_Work order_
Please show every line in the entries below that includes the word "expected".

━━━ Data section ━━━

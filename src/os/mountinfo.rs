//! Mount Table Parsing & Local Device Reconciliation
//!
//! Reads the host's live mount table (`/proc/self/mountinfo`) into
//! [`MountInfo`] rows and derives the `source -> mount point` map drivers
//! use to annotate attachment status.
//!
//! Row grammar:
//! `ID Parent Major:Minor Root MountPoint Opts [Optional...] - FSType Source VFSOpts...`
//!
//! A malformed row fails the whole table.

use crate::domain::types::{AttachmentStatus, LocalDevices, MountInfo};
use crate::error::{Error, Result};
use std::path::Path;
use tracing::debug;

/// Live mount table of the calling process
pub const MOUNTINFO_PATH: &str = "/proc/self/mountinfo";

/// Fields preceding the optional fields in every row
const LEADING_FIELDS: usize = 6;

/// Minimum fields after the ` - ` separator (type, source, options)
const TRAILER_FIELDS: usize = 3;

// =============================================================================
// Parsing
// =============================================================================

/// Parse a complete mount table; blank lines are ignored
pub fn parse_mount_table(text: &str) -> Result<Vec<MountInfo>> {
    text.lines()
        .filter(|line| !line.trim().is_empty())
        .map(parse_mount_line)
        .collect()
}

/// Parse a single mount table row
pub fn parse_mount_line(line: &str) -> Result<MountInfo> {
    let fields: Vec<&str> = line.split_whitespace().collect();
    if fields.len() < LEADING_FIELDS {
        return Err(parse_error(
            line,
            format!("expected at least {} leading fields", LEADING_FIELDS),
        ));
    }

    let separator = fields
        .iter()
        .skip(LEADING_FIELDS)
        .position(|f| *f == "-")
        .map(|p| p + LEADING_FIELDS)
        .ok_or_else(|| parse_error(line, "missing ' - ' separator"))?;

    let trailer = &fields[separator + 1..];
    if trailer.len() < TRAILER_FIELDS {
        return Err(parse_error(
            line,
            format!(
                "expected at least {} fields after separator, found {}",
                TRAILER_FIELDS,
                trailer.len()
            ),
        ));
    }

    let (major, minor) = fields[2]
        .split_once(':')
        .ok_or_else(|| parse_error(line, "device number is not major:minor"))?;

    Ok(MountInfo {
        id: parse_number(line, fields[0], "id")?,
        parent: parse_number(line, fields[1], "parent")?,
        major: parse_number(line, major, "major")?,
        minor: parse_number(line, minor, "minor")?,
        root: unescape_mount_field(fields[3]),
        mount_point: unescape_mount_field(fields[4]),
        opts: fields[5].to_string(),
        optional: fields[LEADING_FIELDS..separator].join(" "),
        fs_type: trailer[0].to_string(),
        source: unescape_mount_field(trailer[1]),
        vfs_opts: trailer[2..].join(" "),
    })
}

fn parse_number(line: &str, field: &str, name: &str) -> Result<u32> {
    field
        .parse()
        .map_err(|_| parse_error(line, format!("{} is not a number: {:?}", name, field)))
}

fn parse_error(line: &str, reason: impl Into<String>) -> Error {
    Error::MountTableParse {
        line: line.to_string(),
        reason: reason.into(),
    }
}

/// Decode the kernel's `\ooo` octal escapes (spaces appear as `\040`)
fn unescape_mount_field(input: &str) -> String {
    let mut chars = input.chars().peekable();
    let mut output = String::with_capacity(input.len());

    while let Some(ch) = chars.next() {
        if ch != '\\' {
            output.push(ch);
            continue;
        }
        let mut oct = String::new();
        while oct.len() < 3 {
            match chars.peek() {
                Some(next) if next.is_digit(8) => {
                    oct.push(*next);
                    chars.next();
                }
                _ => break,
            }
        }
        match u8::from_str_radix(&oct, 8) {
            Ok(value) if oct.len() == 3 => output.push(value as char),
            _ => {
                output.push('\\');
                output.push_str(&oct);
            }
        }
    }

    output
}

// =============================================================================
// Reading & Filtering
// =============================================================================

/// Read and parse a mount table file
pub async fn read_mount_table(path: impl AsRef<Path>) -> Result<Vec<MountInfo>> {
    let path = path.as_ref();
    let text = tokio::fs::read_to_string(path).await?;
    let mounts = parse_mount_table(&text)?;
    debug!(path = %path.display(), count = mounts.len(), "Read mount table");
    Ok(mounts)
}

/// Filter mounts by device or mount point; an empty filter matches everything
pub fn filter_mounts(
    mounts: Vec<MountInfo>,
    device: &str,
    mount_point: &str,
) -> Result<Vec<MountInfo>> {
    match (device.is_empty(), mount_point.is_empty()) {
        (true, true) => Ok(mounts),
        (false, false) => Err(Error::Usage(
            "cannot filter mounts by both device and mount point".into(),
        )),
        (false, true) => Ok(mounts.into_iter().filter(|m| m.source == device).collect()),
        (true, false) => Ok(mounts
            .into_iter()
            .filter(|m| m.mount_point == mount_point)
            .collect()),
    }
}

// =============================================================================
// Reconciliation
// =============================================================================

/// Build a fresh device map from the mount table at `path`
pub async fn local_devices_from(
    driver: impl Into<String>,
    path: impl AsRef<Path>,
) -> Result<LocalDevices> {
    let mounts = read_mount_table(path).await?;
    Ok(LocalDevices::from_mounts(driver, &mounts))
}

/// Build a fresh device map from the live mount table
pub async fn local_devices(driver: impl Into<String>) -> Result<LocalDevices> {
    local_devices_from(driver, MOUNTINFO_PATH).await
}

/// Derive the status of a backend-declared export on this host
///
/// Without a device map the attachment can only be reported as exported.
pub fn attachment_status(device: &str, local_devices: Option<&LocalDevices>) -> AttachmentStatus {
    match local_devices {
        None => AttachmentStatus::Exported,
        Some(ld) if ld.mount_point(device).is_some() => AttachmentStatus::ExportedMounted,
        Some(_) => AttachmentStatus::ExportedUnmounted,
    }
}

━━━
━━━ Data section ━━━

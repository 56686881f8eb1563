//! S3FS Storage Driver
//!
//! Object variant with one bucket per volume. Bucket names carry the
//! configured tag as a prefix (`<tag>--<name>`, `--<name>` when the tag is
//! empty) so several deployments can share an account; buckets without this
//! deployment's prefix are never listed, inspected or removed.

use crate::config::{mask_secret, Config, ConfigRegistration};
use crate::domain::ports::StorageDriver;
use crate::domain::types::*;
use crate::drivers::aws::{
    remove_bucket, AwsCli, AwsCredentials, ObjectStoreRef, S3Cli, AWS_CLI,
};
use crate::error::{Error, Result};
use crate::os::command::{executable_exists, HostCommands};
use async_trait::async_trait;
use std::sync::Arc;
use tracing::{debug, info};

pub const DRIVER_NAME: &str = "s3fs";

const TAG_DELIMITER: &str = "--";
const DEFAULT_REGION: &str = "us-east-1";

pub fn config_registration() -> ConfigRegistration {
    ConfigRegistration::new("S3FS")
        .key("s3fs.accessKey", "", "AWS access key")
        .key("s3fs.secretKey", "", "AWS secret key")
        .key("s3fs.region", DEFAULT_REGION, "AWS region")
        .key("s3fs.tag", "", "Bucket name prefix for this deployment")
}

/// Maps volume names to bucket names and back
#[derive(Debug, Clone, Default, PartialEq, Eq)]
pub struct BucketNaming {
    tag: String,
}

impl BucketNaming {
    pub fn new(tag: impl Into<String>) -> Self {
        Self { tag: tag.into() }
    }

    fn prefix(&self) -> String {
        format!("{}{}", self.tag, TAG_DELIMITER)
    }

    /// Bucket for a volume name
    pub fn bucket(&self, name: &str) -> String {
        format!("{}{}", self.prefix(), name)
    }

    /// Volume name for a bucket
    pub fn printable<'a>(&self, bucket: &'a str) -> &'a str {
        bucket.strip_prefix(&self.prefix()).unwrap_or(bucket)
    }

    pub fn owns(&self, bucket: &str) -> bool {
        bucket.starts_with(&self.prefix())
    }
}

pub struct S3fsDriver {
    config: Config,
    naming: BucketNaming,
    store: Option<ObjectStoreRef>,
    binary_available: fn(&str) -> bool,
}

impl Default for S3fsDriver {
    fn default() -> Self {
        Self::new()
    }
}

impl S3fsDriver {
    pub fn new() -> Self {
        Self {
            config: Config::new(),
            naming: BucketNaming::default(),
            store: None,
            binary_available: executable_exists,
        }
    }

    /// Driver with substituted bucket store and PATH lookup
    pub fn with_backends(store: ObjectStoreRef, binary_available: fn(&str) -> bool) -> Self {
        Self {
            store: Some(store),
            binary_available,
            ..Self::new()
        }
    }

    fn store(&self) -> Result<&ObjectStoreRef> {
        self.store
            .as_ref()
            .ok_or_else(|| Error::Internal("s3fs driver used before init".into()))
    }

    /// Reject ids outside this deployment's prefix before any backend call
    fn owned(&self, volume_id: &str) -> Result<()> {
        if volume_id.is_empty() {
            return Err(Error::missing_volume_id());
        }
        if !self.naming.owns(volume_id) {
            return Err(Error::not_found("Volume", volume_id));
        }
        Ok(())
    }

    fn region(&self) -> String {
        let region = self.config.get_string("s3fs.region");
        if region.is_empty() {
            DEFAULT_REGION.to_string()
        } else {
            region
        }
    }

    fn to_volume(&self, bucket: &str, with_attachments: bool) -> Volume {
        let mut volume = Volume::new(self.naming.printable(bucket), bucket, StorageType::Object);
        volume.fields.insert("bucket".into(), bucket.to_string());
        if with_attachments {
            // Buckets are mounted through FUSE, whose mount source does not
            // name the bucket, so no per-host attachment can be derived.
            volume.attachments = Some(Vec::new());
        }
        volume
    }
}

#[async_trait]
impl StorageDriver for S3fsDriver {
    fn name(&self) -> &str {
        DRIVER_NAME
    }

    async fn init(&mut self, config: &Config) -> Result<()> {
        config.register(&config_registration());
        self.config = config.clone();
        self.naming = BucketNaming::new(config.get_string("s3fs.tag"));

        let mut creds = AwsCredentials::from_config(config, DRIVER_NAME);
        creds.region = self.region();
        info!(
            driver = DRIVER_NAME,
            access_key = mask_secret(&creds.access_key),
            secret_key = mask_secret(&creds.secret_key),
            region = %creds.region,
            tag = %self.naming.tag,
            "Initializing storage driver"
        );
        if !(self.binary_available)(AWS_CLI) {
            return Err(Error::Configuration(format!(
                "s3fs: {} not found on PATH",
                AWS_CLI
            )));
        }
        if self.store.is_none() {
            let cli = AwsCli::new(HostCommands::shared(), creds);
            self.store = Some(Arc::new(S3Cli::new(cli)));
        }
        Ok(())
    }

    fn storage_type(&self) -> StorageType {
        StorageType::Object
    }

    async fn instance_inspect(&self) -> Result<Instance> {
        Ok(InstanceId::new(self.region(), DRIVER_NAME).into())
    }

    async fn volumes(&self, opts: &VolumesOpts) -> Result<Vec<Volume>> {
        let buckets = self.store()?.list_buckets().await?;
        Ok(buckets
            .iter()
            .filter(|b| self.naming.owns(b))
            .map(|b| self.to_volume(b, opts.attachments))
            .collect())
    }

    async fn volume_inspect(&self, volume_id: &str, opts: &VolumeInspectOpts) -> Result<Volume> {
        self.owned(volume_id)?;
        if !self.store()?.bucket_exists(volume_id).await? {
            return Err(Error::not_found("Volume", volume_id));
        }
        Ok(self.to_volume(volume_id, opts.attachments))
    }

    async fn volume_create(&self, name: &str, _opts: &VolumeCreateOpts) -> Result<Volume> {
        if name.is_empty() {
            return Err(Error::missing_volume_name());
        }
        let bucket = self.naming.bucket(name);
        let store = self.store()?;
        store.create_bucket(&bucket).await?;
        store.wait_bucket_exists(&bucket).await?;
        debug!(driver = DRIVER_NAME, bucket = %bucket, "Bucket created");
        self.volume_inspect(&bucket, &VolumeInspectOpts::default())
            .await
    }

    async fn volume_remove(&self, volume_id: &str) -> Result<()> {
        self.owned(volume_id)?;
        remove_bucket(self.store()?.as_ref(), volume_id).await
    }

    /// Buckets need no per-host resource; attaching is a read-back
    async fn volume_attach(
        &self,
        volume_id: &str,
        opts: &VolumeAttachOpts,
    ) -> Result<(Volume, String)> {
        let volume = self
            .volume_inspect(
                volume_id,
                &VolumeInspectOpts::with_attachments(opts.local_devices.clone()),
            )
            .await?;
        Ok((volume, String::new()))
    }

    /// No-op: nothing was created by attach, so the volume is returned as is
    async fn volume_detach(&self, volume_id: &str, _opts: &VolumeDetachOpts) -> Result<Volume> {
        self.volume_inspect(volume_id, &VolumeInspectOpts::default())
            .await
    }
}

━━━

_Solution for this task_
            format!("expected at least {} leading fields", LEADING_FIELDS),
                "expected at least {} fields after separator, found {}",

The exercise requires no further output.